How to Prove the Measure Property for a Nonnegative Measurable Function?

[Kindayr]

Homework Statement

Let (X,\mathcal{B},\mu) be a measure space and g be a nonnegative measurable function on X. Set \nu (E)=\int_{E}g\,d\mu. Prove that <br /> \nu is a measure and \int f\, d \nu =\int fg\,d\mu for all nonnegative measurable functions f on X.

The Attempt at a Solution

I'm basically at a total loss on how to start this. I'll keep working on it tonight, and will add to it as I go.

 

[morphism]

Have you tried applying the definition of "measure" to \nu? You'll have to use some basic results, like the monotone convergence theorem, to get stuff to work out.

 

[Kindayr]

I've shown for non-negative simple functions that \int \phi\,d\nu=\int \phi g \,d\mu. Now I wish to show it in general for non-negative measurable functions. So I say let f be a non-negative measurable function on X. Fix \phi as a simple function such that 0\le\phi \le f. Hence we have \int \phi\,d\nu=\int \phi g \,d\mu, and thus \int f\, d\nu=\sup_{\phi} \int \phi \, d\,\nu=\sup_{\phi} \int g\phi\, d\,\mu \overset{?}{=} \int gf\, d\mu.

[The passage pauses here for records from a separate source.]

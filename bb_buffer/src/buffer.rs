//! Circular buffer and control flags.
//!
//! The buffer keeps one slot empty to tell full from empty:
//!
//! - empty ⇔ `IN == OUT`
//! - full  ⇔ `(IN + 1) % slots == OUT`
//!
//! so a buffer of `n` slots holds at most `n - 1` entries, and a one-slot
//! buffer always reports full.
//!
//! Slots are packed into `AtomicU64` cells (`item << 32 | producer`). A
//! zero cell is an empty slot; since real items are ≥ 1 no entry packs to
//! zero. Cursor updates publish slot writes with release/acquire ordering.
//!
//! [`BoundedBuffer::put`] and [`BoundedBuffer::take`] do not check fullness
//! or emptiness themselves: the caller must hold the matching region lock
//! from [`crate::LockSet`] and must have observed the buffer not full / not
//! empty inside that region.

use crate::error::BufferError;
use std::sync::atomic::{AtomicBool, AtomicU64, AtomicUsize, Ordering};

/// One buffered item together with the id of the producer that inserted it.
#[derive(Debug, Clone, Copy, PartialEq, Eq)]
pub struct Entry {
    pub item: u32,
    pub producer: u32,
}

impl Entry {
    /// Substituted for absent or malformed slots. Item 0 never collides with
    /// real items.
    pub const INVALID: Entry = Entry {
        item: 0,
        producer: 0,
    };

    pub const fn new(item: u32, producer: u32) -> Self {
        Self { item, producer }
    }

    #[inline]
    const fn pack(self) -> u64 {
        ((self.item as u64) << 32) | self.producer as u64
    }

    #[inline]
    const fn unpack(cell: u64) -> Self {
        Self {
            item: (cell >> 32) as u32,
            producer: cell as u32,
        }
    }
}

/// Run-scoped control flags.
///
/// Single writer per flag: `KILL` by the watchdog or interrupt path (sticky
/// once set), `PRODUCERS_DONE` and `CONSUMERS_DONE` by the orchestrator.
#[derive(Debug, Default)]
pub struct ControlFlags {
    kill: AtomicBool,
    producers_done: AtomicBool,
    consumers_done: AtomicBool,
}

impl ControlFlags {
    /// Set `KILL`. Returns `true` only for the call that flipped it.
    pub fn request_kill(&self) -> bool {
        !self.kill.swap(true, Ordering::SeqCst)
    }

    #[inline]
    pub fn is_killed(&self) -> bool {
        self.kill.load(Ordering::SeqCst)
    }

    pub fn set_producers_done(&self) {
        self.producers_done.store(true, Ordering::SeqCst);
    }

    #[inline]
    pub fn producers_done(&self) -> bool {
        self.producers_done.load(Ordering::SeqCst)
    }

    pub fn set_consumers_done(&self) {
        self.consumers_done.store(true, Ordering::SeqCst);
    }

    #[inline]
    pub fn consumers_done(&self) -> bool {
        self.consumers_done.load(Ordering::SeqCst)
    }

    /// Whether any worker class may still be running.
    pub fn workers_active(&self) -> bool {
        !self.producers_done() || !self.consumers_done()
    }
}

/// Fixed-size circular buffer with `IN`/`OUT` cursors.
#[derive(Debug)]
pub struct BoundedBuffer {
    slots: Box<[AtomicU64]>,
    cursor_in: AtomicUsize,
    cursor_out: AtomicUsize,
    flags: ControlFlags,
}

impl BoundedBuffer {
    /// Create a buffer with exactly `slots` slots, all empty, cursors at 0.
    ///
    /// # Errors
    /// Returns `BufferError::ZeroSlots` when `slots == 0`.
    pub fn new(slots: usize) -> Result<Self, BufferError> {
        if slots == 0 {
            return Err(BufferError::ZeroSlots);
        }
        Ok(Self {
            slots: (0..slots).map(|_| AtomicU64::new(0)).collect(),
            cursor_in: AtomicUsize::new(0),
            cursor_out: AtomicUsize::new(0),
            flags: ControlFlags::default(),
        })
    }

    /// Number of slots (one more than the usable capacity).
    #[inline]
    pub fn num_slots(&self) -> usize {
        self.slots.len()
    }

    #[inline]
    pub fn flags(&self) -> &ControlFlags {
        &self.flags
    }

    /// Current `(IN, OUT)` pair.
    pub fn cursors(&self) -> (usize, usize) {
        (
            self.cursor_in.load(Ordering::Acquire),
            self.cursor_out.load(Ordering::Acquire),
        )
    }

    #[inline]
    pub fn is_empty(&self) -> bool {
        let (cursor_in, cursor_out) = self.cursors();
        cursor_in == cursor_out
    }

    #[inline]
    pub fn is_full(&self) -> bool {
        let (cursor_in, cursor_out) = self.cursors();
        (cursor_in + 1) % self.num_slots() == cursor_out
    }

    /// Number of entries currently buffered.
    pub fn len(&self) -> usize {
        let (cursor_in, cursor_out) = self.cursors();
        (cursor_in + self.num_slots() - cursor_out) % self.num_slots()
    }

    /// Store `entry` at `IN` and advance `IN`.
    ///
    /// Caller holds the insert region and has seen the buffer not full.
    pub fn put(&self, entry: Entry) {
        let cursor_in = self.cursor_in.load(Ordering::Acquire);
        self.slots[cursor_in].store(entry.pack(), Ordering::Release);
        self.cursor_in
            .store((cursor_in + 1) % self.num_slots(), Ordering::Release);
    }

    /// Remove the entry at `OUT` and advance `OUT`.
    ///
    /// Caller holds the remove region and has seen the buffer not empty.
    /// An empty slot yields [`Entry::INVALID`].
    pub fn take(&self) -> Entry {
        let cursor_out = self.cursor_out.load(Ordering::Acquire);
        let cell = self.slots[cursor_out].swap(0, Ordering::AcqRel);
        self.cursor_out
            .store((cursor_out + 1) % self.num_slots(), Ordering::Release);
        if cell == 0 {
            Entry::INVALID
        } else {
            Entry::unpack(cell)
        }
    }
}

#[cfg(test)]
mod tests {
    use super::*;

    #[test]
    fn zero_slots_rejected() {
        assert_eq!(BoundedBuffer::new(0).unwrap_err(), BufferError::ZeroSlots);
    }

    #[test]
    fn new_buffer_is_empty() {
        let buffer = BoundedBuffer::new(4).unwrap();
        assert!(buffer.is_empty());
        assert!(!buffer.is_full());
        assert_eq!(buffer.cursors(), (0, 0));
        assert_eq!(buffer.len(), 0);
    }

    #[test]
    fn one_slot_is_always_full() {
        let buffer = BoundedBuffer::new(1).unwrap();
        assert!(buffer.is_full());
        assert!(buffer.is_empty());
    }

    #[test]
    fn holds_slots_minus_one() {
        let buffer = BoundedBuffer::new(3).unwrap();
        buffer.put(Entry::new(1, 1));
        assert!(!buffer.is_full());
        buffer.put(Entry::new(2, 1));
        assert!(buffer.is_full());
        assert_eq!(buffer.len(), 2);
    }

    #[test]
    fn cursors_wrap() {
        let buffer = BoundedBuffer::new(2).unwrap();
        for item in 1..=5 {
            buffer.put(Entry::new(item, 7));
            assert!(buffer.is_full());
            assert_eq!(buffer.take(), Entry::new(item, 7));
            assert!(buffer.is_empty());
            let (cursor_in, cursor_out) = buffer.cursors();
            assert!(cursor_in < 2 && cursor_out < 2);
        }
    }

    #[test]
    fn fifo_order() {
        let buffer = BoundedBuffer::new(5).unwrap();
        for item in 1..=4 {
            buffer.put(Entry::new(item, item % 2 + 1));
        }
        let taken: Vec<u32> = (0..4).map(|_| buffer.take().item).collect();
        assert_eq!(taken, vec![1, 2, 3, 4]);
    }

    #[test]
    fn empty_slot_takes_as_invalid() {
        let buffer = BoundedBuffer::new(3).unwrap();
        assert_eq!(buffer.take(), Entry::INVALID);
    }

    #[test]
    fn pack_round_trip_extremes() {
        let entry = Entry::new(u32::MAX, u32::MAX);
        assert_eq!(Entry::unpack(entry.pack()), entry);
        assert_ne!(Entry::new(1, 0).pack(), 0);
    }

    #[test]
    fn kill_is_sticky_and_reported_once() {
        let flags = ControlFlags::default();
        assert!(!flags.is_killed());
        assert!(flags.request_kill());
        assert!(!flags.request_kill());
        assert!(flags.is_killed());
    }

    #[test]
    fn workers_active_until_both_done() {
        let flags = ControlFlags::default();
        assert!(flags.workers_active());
        flags.set_producers_done();
        assert!(flags.workers_active());
        flags.set_consumers_done();
        assert!(!flags.workers_active());
    }
}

Am I allowed to make that last equality?

 

[Kindayr]

Should I do some inequalities for simple functions above and below? I feel like that last equality should be an inequality. Hrmf.

 

[Ray Vickson]

Homework Statement

Let (X,\mathcal{B},\mu) be a measure space and g be a nonnegative measurable function on X. Set \nu (E)=\int_{E}g\,d\mu. Prove that <br /> \nu is a measure and \int f\, d \nu =\int fg\,d\mu for all nonnegative measurable functions f on X.

The Attempt at a Solution

I'm basically at a total loss on how to start this. I'll keep working on it tonight, and will add to it as I go.

Try it first for step functions f, of the form
f = \sum_{i=1}^n c_i \chi(I_i), where I_1, I_2,..., I_n is a measurable partition of R and \chi(A) is the characteristic function of a set A \subset R: \: \chi(A)(x) = 0 \text{ if } x \not\in A, \text{ and } \chi(A)(x) = 1 \text{ if } x \in A.

RGV

 

[Kindayr]

Try it first for step functions f, of the form
f = \sum_{i=1}^n c_i \chi(I_i), where I_1, I_2,..., I_n is a measurable partition of R and \chi(A) is the characteristic function of a set A \subset R: \: \chi(A)(x) = 0 \text{ if } x \not\in A, \text{ and } \chi(A)(x) = 1 \text{ if } x \in A.

RGV

Hey, thanks for the reply!

I've already done this for simple functions, I'm just stuck on how to show that any non-negative measurable function satisfies the equality. Should i take approximations from above and below? or should what I gave in my first reply be sufficient?

 

[Ray Vickson]

Hey, thanks for the reply!

I've already done this for simple functions, I'm just stuck on how to show that any non-negative measurable function satisfies the equality. Should i take approximations from above and below? or should what I gave in my first reply be sufficient?

I don't know how your textbook defines the integral for general functions, but many treatments define it as the limit of integrals of step functions.

RGV

 

[Kindayr]

I don't know how your textbook defines the integral for general functions, but many treatments define it as the limit of integrals of step functions.

RGV

I'm using Royden, where the integral of a non-negative function is defined as
\int f\, d\,\mu =\sup \{\int \phi \, d\mu :0\le\phi\le f,\,\phi \, simple\}

 

[Kindayr]

So my question is if I'm allowed to say this:
\int f\, d\nu = \sup \{\int \phi\, d\nu :0\le\phi\le f,\, \phi \,simple\} =\sup \{\int \phi g\,d\mu :0\le\phi\le f,\,\phi\,simple\} = \int fg\,d\mu?

 

[Kindayr]

Nevermind, I'll just use Monotone Convergence on a sequence of simple functions.